Sie können beispielsweise einen Fehler bei der nicht verarbeitbaren Einheit von 422 erhalten, wenn die für diesen KMS ausgewählte Site bereits von einem anderen KMS verwaltet wird oder wenn ein Verbindungstest fehlgeschlagen ist.
-
Wenn Sie die aktuelle Konfiguration speichern müssen, bevor Sie die Verbindungsfehler beheben, wählen Sie Speichern erzwingen.
Wenn Sie Force save auswählen, wird die KMS-Konfiguration gespeichert, aber die externe Verbindung von jedem Gerät zu diesem KMS wird nicht getestet.

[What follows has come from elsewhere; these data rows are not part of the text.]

//! Map widget settings shared by the host (which reads them from the
//! environment) and the hydrated client (which reads them from the page).

use serde::{Deserialize, Serialize};

#[cfg(test)]
#[path = "settings_test.rs"]
mod settings_test;

pub const DEFAULT_CENTER: [f64; 2] = [55.751_244, 37.618_423];
pub const DEFAULT_ZOOM: u8 = 11;
pub const DEFAULT_LANG: &str = "ru_RU";

const SCRIPT_BASE_URL: &str = "https://api-maps.yandex.ru/2.1/";

/// Map widget configuration and the feature set of the map view.
#[derive(Clone, Debug, PartialEq, Serialize, Deserialize)]
#[serde(default)]
pub struct MapSettings {
    /// Widget access credential. Empty means the widget will fail to load.
    pub api_key: String,
    pub lang: String,
    pub center: [f64; 2],
    pub zoom: u8,
    /// Periodically perturb marker positions and show the tracking banner.
    pub live_tracking: bool,
    /// Show the map's own category filter bar.
    pub local_filter: bool,
}

impl Default for MapSettings {
    fn default() -> Self {
        Self {
            api_key: String::new(),
            lang: DEFAULT_LANG.to_owned(),
            center: DEFAULT_CENTER,
            zoom: DEFAULT_ZOOM,
            live_tracking: true,
            local_filter: true,
        }
    }
}

impl MapSettings {
    #[must_use]
    pub fn has_credential(&self) -> bool {
        !self.api_key.trim().is_empty()
    }

    /// URL of the widget loader script for these settings.
    #[must_use]
    pub fn script_url(&self) -> String {
        format!("{SCRIPT_BASE_URL}?apikey={}&lang={}", self.api_key.trim(), self.lang)
    }

    /// Serialize for embedding in the page head.
    ///
    /// # Errors
    ///
    /// Returns the serializer error.
    pub fn to_json(&self) -> Result<String, serde_json::Error> {
        serde_json::to_string(self)
    }

    /// Parse settings embedded by [`MapSettings::to_json`]. Missing keys take defaults.
    ///
    /// # Errors
    ///
    /// Returns the parse error for malformed JSON.
    pub fn from_json(raw: &str) -> Result<Self, serde_json::Error> {
        serde_json::from_str(raw)
    }
}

Wenn Probleme mit der Konfiguration bestehen, können Sie Appliance-Nodes, für die die Node-Verschlüsselung am betroffenen Standort aktiviert ist, möglicherweise nicht neu starten. Wenn der Zugriff auf Ihre Daten nicht mehr vollständig ist, können Sie diese Probleme beheben. Die KMS-Konfiguration wird gespeichert.
-
Überprüfen Sie die Bestätigungswarnung, und wählen Sie OK, wenn Sie sicher sind, dass Sie das Speichern der Konfiguration erzwingen möchten.
Die KMS-Konfiguration wird gespeichert, die Verbindung zum KMS wird jedoch nicht getestet.